## [ASSIGNMENT]
Two lines in the data below mark the range: the one with "use crate::pipeline::rate_limit::RateLimitConfig;" and the one with "Bot API token". Return both, along with every line between them, exactly.

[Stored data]
────────────────────

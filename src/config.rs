//! Configuration and settings management
//!
//! Loads settings from config files and environment variables and defines
//! the runtime constants of the Telegram transport.

use crate::pipeline::rate_limit::RateLimitConfig;
use crate::pipeline::rules::FilterRules;
use crate::retention::RetentionPolicy;
use chrono::TimeDelta;
use config::{Config, ConfigError, Environment, File};
use serde::{Deserialize, Serialize};
use std::collections::HashSet;
use std::time::Duration;

/// Application settings loaded from environment variables
#[derive(Debug, Deserialize, Serialize, Clone)]
pub struct Settings {
    /// Telegram Bot API token
    pub telegram_token: String,

    /// Chat every log entry is sent to
    pub log_chat_id: i64,

    /// User/chat IDs whose messages are never archived or logged
    #[serde(rename = "ignored_ids")]
    pub ignored_ids_str: Option<String>,
    /// Users whose incoming private messages are forwarded
    #[serde(rename = "forward_user_ids")]
    pub forward_user_ids_str: Option<String>,
    /// Groups and channels whose messages are forwarded
    #[serde(rename = "forward_group_ids")]
    pub forward_group_ids_str: Option<String>,

    /// Deletion events admitted per window before pausing
    #[serde(default = "default_deletion_threshold")]
    pub deletion_rate_limit_threshold: usize,
    /// Sliding window length, seconds
    #[serde(default = "default_deletion_window")]
    pub deletion_rate_limit_window_secs: u64,
    /// Pause after the threshold is exceeded, seconds
    #[serde(default = "default_deletion_pause")]
    pub deletion_pause_secs: u64,

    /// Delay before the second archive lookup, milliseconds
    #[serde(default = "default_lookup_retry_delay")]
    pub lookup_retry_delay_ms: u64,

    /// Largest media file that is downloaded and archived
    #[serde(default = "default_max_media_size")]
    pub max_media_size_bytes: u32,

    /// Retention for private chats, days
    #[serde(default = "default_persist_days")]
    pub persist_days_user: i64,
    /// Retention for channels, days
    #[serde(default = "default_persist_days")]
    pub persist_days_channel: i64,
    /// Retention for groups, days
    #[serde(default = "default_persist_days")]
    pub persist_days_group: i64,
    /// Retention for messages authored by bots, days
    #[serde(default = "default_persist_days")]
    pub persist_days_bot: i64,

    /// R2 Storage access key ID
    pub r2_access_key_id: Option<String>,
    /// R2 Storage secret access key
    pub r2_secret_access_key: Option<String>,
    /// R2 Storage endpoint URL
    pub r2_endpoint_url: Option<String>,
    /// R2 Storage bucket name
    pub r2_bucket_name: Option<String>,
}

const fn default_deletion_threshold() -> usize {
    5
}

const fn default_deletion_window() -> u64 {
    10
}

const fn default_deletion_pause() -> u64 {
    5
}

const fn default_lookup_retry_delay() -> u64 {
    500
}

const fn default_max_media_size() -> u32 {
    20 * 1024 * 1024
}

const fn default_persist_days() -> i64 {
    1
}

/// Build the layered configuration source.
///
/// # Errors
///
/// Returns a `ConfigError` if a source cannot be read.
pub fn build_config() -> Result<Config, ConfigError> {
    let run_mode = std::env::var("RUN_MODE").unwrap_or_else(|_| "development".into());

    Config::builder()
        .add_source(File::with_name("config/default").required(false))
        .add_source(File::with_name(&format!("config/{run_mode}")).required(false))
        // Local overrides, not checked into git
        .add_source(File::with_name("config/local").required(false))
        // Eg. `APP__LOG_CHAT_ID=-100123 ./target/app`
        .add_source(Environment::with_prefix("APP").separator("__"))
        // Plain UPPER_SNAKE_CASE variables; empty ones count as unset
        .add_source(Environment::default().ignore_empty(true))
        .build()
}

impl Settings {
    /// Create new settings by loading from environment and files
    ///
    /// # Examples
    ///
    /// ```no_run
    /// use tg_logger::config::Settings;
    ///
    /// let settings = Settings::new().expect("Failed to load configuration");
    /// ```
    ///
    /// # Errors
    ///
    /// Returns a `ConfigError` if loading or deserialization fails.
    pub fn new() -> Result<Self, ConfigError> {
        let mut settings: Self = build_config()?.try_deserialize()?;

        // Fallback: read R2 variables directly if the mapping did not pick them up
        for (slot, var) in [
            (&mut settings.r2_endpoint_url, "R2_ENDPOINT_URL"),
            (&mut settings.r2_access_key_id, "R2_ACCESS_KEY_ID"),
            (&mut settings.r2_secret_access_key, "R2_SECRET_ACCESS_KEY"),
            (&mut settings.r2_bucket_name, "R2_BUCKET_NAME"),
        ] {
            if slot.is_none() {
                if let Ok(val) = std::env::var(var) {
                    if !val.is_empty() {
                        *slot = Some(val);
                    }
                }
            }
        }

        Ok(settings)
    }

    /// Returns the set of ignored user/chat IDs
    #[must_use]
    pub fn ignored_ids(&self) -> HashSet<i64> {
        parse_id_list(self.ignored_ids_str.as_deref())
    }

    /// Returns the set of users whose private messages are forwarded
    #[must_use]
    pub fn forward_user_ids(&self) -> HashSet<i64> {
        parse_id_list(self.forward_user_ids_str.as_deref())
    }

    /// Returns the set of groups/channels whose messages are forwarded
    #[must_use]
    pub fn forward_group_ids(&self) -> HashSet<i64> {
        parse_id_list(self.forward_group_ids_str.as_deref())
    }

    /// Filter rules assembled from the three ID lists
    #[must_use]
    pub fn filter_rules(&self) -> FilterRules {
        FilterRules {
            ignored_ids: self.ignored_ids(),
            forward_user_ids: self.forward_user_ids(),
            forward_group_ids: self.forward_group_ids(),
        }
    }

    /// Deletion rate limiter configuration
    #[must_use]
    pub fn rate_limit_config(&self) -> RateLimitConfig {
        RateLimitConfig {
            threshold: self.deletion_rate_limit_threshold,
            window: secs_to_delta(self.deletion_rate_limit_window_secs),
            pause: secs_to_delta(self.deletion_pause_secs),
        }
    }

    /// Delay between the two archive lookup attempts
    #[must_use]
    pub const fn lookup_retry_delay(&self) -> Duration {
        Duration::from_millis(self.lookup_retry_delay_ms)
    }

    /// Per-category retention lifetimes
    #[must_use]
    pub const fn retention_policy(&self) -> RetentionPolicy {
        RetentionPolicy {
            user_days: self.persist_days_user,
            channel_days: self.persist_days_channel,
            group_days: self.persist_days_group,
            bot_days: self.persist_days_bot,
        }
    }

    /// Returns `true` when every R2 setting is present
    #[must_use]
    pub const fn r2_configured(&self) -> bool {
        self.r2_endpoint_url.is_some()
            && self.r2_access_key_id.is_some()
            && self.r2_secret_access_key.is_some()
            && self.r2_bucket_name.is_some()
    }
}

fn secs_to_delta(secs: u64) -> TimeDelta {
    i64::try_from(secs)
        .ok()
        .and_then(TimeDelta::try_seconds)
        .unwrap_or(TimeDelta::MAX)
}

/// Parses a comma, semicolon or whitespace separated list of IDs.
/// Tokens that are not integers are skipped.
#[must_use]
pub fn parse_id_list(raw: Option<&str>) -> HashSet<i64> {
    raw.map(|s| {
        s.split(|c: char| c == ',' || c == ';' || c.is_whitespace())
            .filter(|token| !token.is_empty())
            .filter_map(|id| id.parse::<i64>().ok())
            .collect()
    })
    .unwrap_or_default()
}

// Telegram API retry configuration
/// Initial backoff for Telegram API retries, milliseconds
pub const TELEGRAM_API_INITIAL_BACKOFF_MS: u64 = 500;
/// Maximum backoff for Telegram API retries, milliseconds
pub const TELEGRAM_API_MAX_BACKOFF_MS: u64 = 4000;
/// Maximum retries for a Telegram API call
pub const TELEGRAM_API_MAX_RETRIES: usize = 3;

/// Telegram's hard limit for message text
pub const TELEGRAM_MESSAGE_LIMIT: usize = 4096;
/// Telegram's hard limit for media captions
pub const TELEGRAM_CAPTION_LIMIT: usize = 1024;

/// Display names learned from traffic are kept this long
pub const NAME_CACHE_TTL_SECS: u64 = 24 * 60 * 60;
/// Maximum number of cached display names
pub const NAME_CACHE_MAX_SIZE: u64 = 50_000;

#[cfg(test)]
mod tests {
    use super::*;
    use std::env;

    fn settings() -> Settings {
        Settings {
            telegram_token: "dummy".to_string(),
            log_chat_id: -100,
            ignored_ids_str: None,
            forward_user_ids_str: None,
            forward_group_ids_str: None,
            deletion_rate_limit_threshold: default_deletion_threshold(),
            deletion_rate_limit_window_secs: default_deletion_window(),
            deletion_pause_secs: default_deletion_pause(),
            lookup_retry_delay_ms: default_lookup_retry_delay(),
            max_media_size_bytes: default_max_media_size(),
            persist_days_user: 1,
            persist_days_channel: 1,
            persist_days_group: 1,
            persist_days_bot: 1,
            r2_access_key_id: None,
            r2_secret_access_key: None,
            r2_endpoint_url: None,
            r2_bucket_name: None,
        }
    }

    // Single test so environment mutations cannot race each other
    #[test]
    fn test_config_env_loading() -> Result<(), Box<dyn std::error::Error>> {
        env::set_var("TELEGRAM_TOKEN", "dummy_token");
        env::set_var("LOG_CHAT_ID", "-1001234");
        env::set_var("FORWARD_GROUP_IDS", "-1001,-1002");
        env::set_var("R2_ENDPOINT_URL", "");

        let settings = Settings::new()?;
        assert_eq!(settings.log_chat_id, -1_001_234);
        assert_eq!(settings.deletion_rate_limit_threshold, 5);
        assert_eq!(settings.lookup_retry_delay(), Duration::from_millis(500));
        assert!(settings.forward_group_ids().contains(&-1002));
        assert_eq!(settings.r2_endpoint_url, None);
        assert!(!settings.r2_configured());

        env::remove_var("TELEGRAM_TOKEN");
        env::remove_var("LOG_CHAT_ID");
        env::remove_var("FORWARD_GROUP_IDS");
        env::remove_var("R2_ENDPOINT_URL");
        Ok(())
    }

    #[test]
    fn test_list_parsing() {
        let mut settings = settings();

        settings.ignored_ids_str = Some("123,456".to_string());
        let ids = settings.ignored_ids();
        assert!(ids.contains(&123));
        assert!(ids.contains(&456));
        assert_eq!(ids.len(), 2);

        settings.ignored_ids_str = Some("333; -444, 555".to_string());
        let ids = settings.ignored_ids();
        assert!(ids.contains(&-444));
        assert_eq!(ids.len(), 3);

        settings.ignored_ids_str = Some("abc, 777".to_string());
        let ids = settings.ignored_ids();
        assert!(ids.contains(&777));
        assert_eq!(ids.len(), 1);

        settings.ignored_ids_str = None;
        assert!(settings.ignored_ids().is_empty());
    }

    #[test]
    fn test_rate_limit_config_conversion() {
        let settings = settings();
        let config = settings.rate_limit_config();
        assert_eq!(config.threshold, 5);
        assert_eq!(config.window, TimeDelta::seconds(10));
        assert_eq!(config.pause, TimeDelta::seconds(5));
    }
}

────────────────────

## [SOLUTION TO THIS PROBLEM]
use crate::pipeline::rate_limit::RateLimitConfig;
use crate::pipeline::rules::FilterRules;
use crate::retention::RetentionPolicy;
use chrono::TimeDelta;
use config::{Config, ConfigError, Environment, File};
use serde::{Deserialize, Serialize};
use std::collections::HashSet;
use std::time::Duration;

/// Application settings loaded from environment variables
#[derive(Debug, Deserialize, Serialize, Clone)]
pub struct Settings {
    /// Telegram Bot API token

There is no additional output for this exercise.